So, as 2017 comes to a close, it’s that time of year where I write some sort of wrap up of what’s again been a challenging and rewarding year… as we head into our 15th year of operations! If I look back at the last 12 months, the overwhelming feeling I have is that it was as bright as I thought it would be when I wrote the wrap up for 2016 but on top of that we’ve also been doing a lot of preparation for the new year – and next year looks even brighter.
Our biggest change would have to be the Perth office move. Not that long ago we bundled up the office and moved into the FLUX co-working space in St George’s Terrace, in Perth’s Central Business District. After we moved the Brisbane team into the @Workspaces co-working space earlier this year, I was quite enamoured by the idea – and then when we started talking as a team about where to move, and the required features and layout, FLUX totally fit the bill. To top it off, it also reduces our operating costs by a fair whack by moving into the co-working space, and we get much better facilities than we had in our old building in Leederville!
Our crazy moving weekend – powered by donuts
FLUX wasn’t our only change – we had some staff changes as well. Tamara, Rob and James (H) left us this year, but we also had James (P) and Sean arrive – both of whom escaped Welcome blogs, so I wrote one for them! And happily, we welcomed Steph back to the team – although she’s now based in Hobart rather than with us in Perth. Our little family here at Gaia continues to change and evolve, and we have some new staff to welcome in the near future, too.
Project wise, this has been a really big year for Citizen Science projects; with the impending release of three major new citizen science apps, including the Clean Air and Urban Landscapes Hub, the phoenix-like resurgence of MicroBlitz, and a return to our very first citizen science project, ClimateWatch, saw a lot of our work this year in the citizen science area.
This year we also continued our behind-the-scenes support for the Australian Citizen Science Association (ACSA). Alex will be presenting at the ACSA conference in Adelaide in early February to discuss some of our work and findings – especially in the area of engagement, which we think is one of the most important considerations (which says a lot coming from a technology company!).
Of course, there’s more citizen science coming from us next year, too – there’s another new version of Dolphin Watch coming in the new year (after the recent release of version 3) that will bring some pretty exciting changes!

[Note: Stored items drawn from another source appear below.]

//! Everything specific to the `x86_64` architecture

use core::arch::x86_64::__cpuid_count;

#[cfg(feature = "limine")]
use limine::memory_map;

use logger::*;
use paging::get_pml;
use utils::mem::VirtAddr;
use utils::mem::PhysAddr;

use crate::paging::Flags;
use crate::paging::PageSize;
use crate::paging::PagingError;
use crate::Arch;

use interrupts::Idt;
use utils::collections::fast_lazy_static::FastLazyStatic;

#[macro_use]
pub mod cpu;
pub mod apic;
pub mod event;
pub mod gdt;
pub mod interrupts;
mod isrs;
pub mod paging;
pub mod trap;

/// A static variable to store the CPU vendor we are running on
pub static CPU_VENDOR: FastLazyStatic<CpuVendor> = FastLazyStatic::new(CpuVendor::Invalid);

#[derive(Debug, Clone, Copy, PartialEq)]
/// The `x86_64` CPU vendors Funderberker supports
pub enum CpuVendor {
    /// We're running on an AMD CPU
    Amd,
    /// We're running on an AMD CPU
    Intel,
    /// Invalid vendor. This is the default start value
    Invalid,
}

/// a ZST to implement the Arch trait on
pub struct X86_64;

/// Pointer to some descriptor table (IDTR, GDTR, etc)
#[repr(C, packed)]
#[derive(Debug, Default)]
pub struct DescriptorTablePtr {
    limit: u16,
    base: u64,
}

impl Arch for X86_64 {
    const BASIC_PAGE_SIZE: PageSize<Self> = PageSize::<Self>::size_4kb(); // 4KB page size

    unsafe fn early_boot_init() {
        // Make sure no pesky interrupt interrupt us
        Idt::init();

        find_cpu_vendor();
    }

    #[cfg(feature = "limine")]
    unsafe fn init_paging_from_limine(
        mem_map: &[&memory_map::Entry],
        kernel_virt: VirtAddr,
        kernel_phys: PhysAddr,
    ) {
        use paging::init_from_limine;

        unsafe {
            init_from_limine(mem_map, kernel_virt, kernel_phys);
        }
    }

    unsafe fn map_page_to(
            phys_addr: PhysAddr,
            virt_addr: VirtAddr,
            flags: Flags<Self>,
            page_size: PageSize<Self>,
        ) -> Result<(), PagingError> {
        let pml = get_pml();
        unsafe {
            pml.map(virt_addr, phys_addr, page_size, flags)
        }
    }

    unsafe fn unmap_page(virt_addr: VirtAddr, page_size: PageSize<Self>) -> Result<(), PagingError> {
        let pml = get_pml();
        // TODO: Change this to unmap_page
        unsafe {
            pml.unmap(virt_addr, 1, page_size)
        }
    }

    fn translate(virt_addr: VirtAddr) -> Option<PhysAddr> {
        let pml = get_pml();

        pml.translate(virt_addr)
    }
}

// TODO: Possibly remove these asserts here? Could slow things down

#[inline]
fn find_cpu_vendor() {
    type CpuidVendorString = (u32, u32, u32);

    // The strings (broken down into parts) we should compare to to find out the vendor.
    //
    // The order is EBX:EDX:ECX
    const INTEL_STRING: CpuidVendorString = (
        u32::from_le_bytes(*b"Genu"),
        u32::from_le_bytes(*b"ineI"),
        u32::from_le_bytes(*b"ntel"),
    );
    const AMD_STRING: CpuidVendorString = (
        u32::from_le_bytes(*b"Auth"),
        u32::from_le_bytes(*b"enti"),
        u32::from_le_bytes(*b"cAMD"),
    );

    // Making sure we're not executing this for nothing
    assert!(
        CPU_VENDOR.get() == CpuVendor::Invalid,
        "CPU vendor is already set. Did you forget you called `find_cpu_vendor`?",
    );

    let string = unsafe {
        let res = __cpuid_count(0, 0);
        (res.ebx, res.edx, res.ecx)
    };

    unsafe {
        CPU_VENDOR.set(match string {
            INTEL_STRING => CpuVendor::Intel,
            AMD_STRING => CpuVendor::Amd,
            _ => panic!("Invalid CPU vendor found"),
        });
    };

    log_info!("CPU Vendor found: `{:?}`", CPU_VENDOR.get());
}

impl From<DescriptorTablePtr> for VirtAddr {
    fn from(value: DescriptorTablePtr) -> Self {
        // SAFETY: The value stored here should be the linear address, so we just put it into
        // `VirtAddr`
        Self(value.base as usize)
    }
}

Meanwhile, in our Natural Resource Management (NRM) projects, we’ve released a number of upgrades to our GRID product, with many different blogs coming from the team about these changes. In amongst all that, the NRM community is currently deep in responding to the National Landcare Program new rounds of grants – we’ve been helping a number of NRMs in Western Australia with their responses, ranging from assisting in development of the bids through to undertaking spatial analysis to support their bids – and some of this will be out when we come back from leave in the new year. 2018 will certainly be an interesting year for the NRM community, and we look forward to helping support them through all the turbulence and out into clear skies.
Our Gaia Bucks got another workout this year at the State NRM conference
Collections are also a big part of our work – and the Archives area has been particularly rewarding in 2016. We began on the Archives journey thanks to the link between the Western Australian Museum and the State Records Office of Western Australia, and we quickly realised that Archives have a lot to offer the wider Collections community. So, our work (mainly in AtoM and Archivematica) with a variety of Archives in Australia has continued, including a lot of participation at this year’s Australian Society of Archivists conference. Other projects, such as Discovering Queensland and Aggregating Tasmania have kept us doing some really cutting edge work in this Collections areas. Meanwhile, our initial work with CSIRO on the Collections Pilot has seen us working further with them throughout 2017 migrating the Australian National Insect Collection and the Australian National Herbarium to CollectiveAccess (and there’s a few more projects that we’ll announce when we’re back from the break).
We group a lot of other projects together into “Environmental Technology”, and there’s been a few great projects over the year – more work supporting the important research into saving coral species via the Corals of the World project, supporting the fight against dieback with our work on the Dieback Information Delivery and Management System, searching for the elusive Malleefowl in the Great Victoria Desert, riding around in seriously cool 6 wheeled vehicles learning about mosquito control, and even helping people care for their local wildlife via the Wildcare Helpline app. In amongst all these – and a range of other projects – I really feel we’re achieving one of our core goals of supporting environmental research and conservation.
This blog always inspires a bit of reflection in me for the year that was, and the way in which we went about it, so it’s always challenging – as well as a little bit cathartic. This year I did a lot of work “on” the business, and during that I learned a lot about myself – from working with several advisors to the business from various places – but also from our own team. Andrew’s 10 year blog really does reflect just how far we’ve come as a team and how we’ve weathered many different challenges – but always as a team. I think as a result of all this, our little family is really starting to come together and hum along.
So, in closing, I’d like to thank you for your continued support over the year and look forward to seeing you all in 2018. We’ll be breaking on Friday 22nd December, 2017 (to go and do our “usual” Star Wars themed afternoon) and we’ll be back on deck on Tuesday the 2nd January, 2018.
Merry Christmas from all of us at Gaia Resources!